Giter Club home page Giter Club logo

graphstorm's Introduction

GraphStorm

GraphStorm is a graph machine learning (GML) framework for enterprise use cases. It simplifies the development, training and deployment of GML models for industry-scale graphs by providing scalable training and inference pipelines of Graph Machine Learning (GML) models for extremely large graphs (measured in billons of nodes and edges). GraphStorm provides a collection of built-in GML models and users can train a GML model with a single command without writing any code. To help develop SOTA models, GraphStorm provides a large collection of configurations for customizing model implementations and training pipelines to improve model performance. GraphStorm also provides a programming interface to train any custom GML model in a distributed manner. Users provide their own model implementations and use GraphStorm training pipeline to scale.

GraphStorm architecture

Get Started

Installation

GraphStorm is compatible to Python 3.7+. It requires PyTorch 1.13+, DGL 1.0 and transformers 4.3.0+.
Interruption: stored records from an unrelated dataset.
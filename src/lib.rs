//! clti library exports for testing

pub mod core;
pub mod handoff;
pub mod tui;

#[cfg(test)]
pub mod test_support;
To install GraphStorm in your environment, you can clone the repository and run python3 setup.py install to install it. However, running GraphStorm in a distributed environment is non-trivial. Users need to install dependencies and configure distributed Pytorch running environments. For this reason, we highly recommend users to using Docker container to run GraphStorm. A guideline to build GraphStorm docker image and run it on Amazon EC2 can be found at here.

Run GraphStorm with OGB datasets

Note: we assume users have setup their Docker container following the Build a Docker image from source instructions. All following commands run within a Docker container.

Start the GraphStorm docker container First, start your docker container by running the following command:

nvidia-docker run --network=host -v /dev/shm:/dev/shm/ -d --name test <graphstomr-image-name>

After running the container as a daemon, you need to connect to your container:

docker container exec -it test /bin/bash

Node classification on OGB arxiv graph First, use the below command to download the OGB arxiv data and process it into a DGL graph for the node classification task.

python3 /graphstorm/tools/gen_ogb_dataset.py --savepath /tmp/ogbn-arxiv-nc/ --retain_original_features true

Second, use the below command to partition this arxiv graph into a distributed graph that GraphStorm can use as its input.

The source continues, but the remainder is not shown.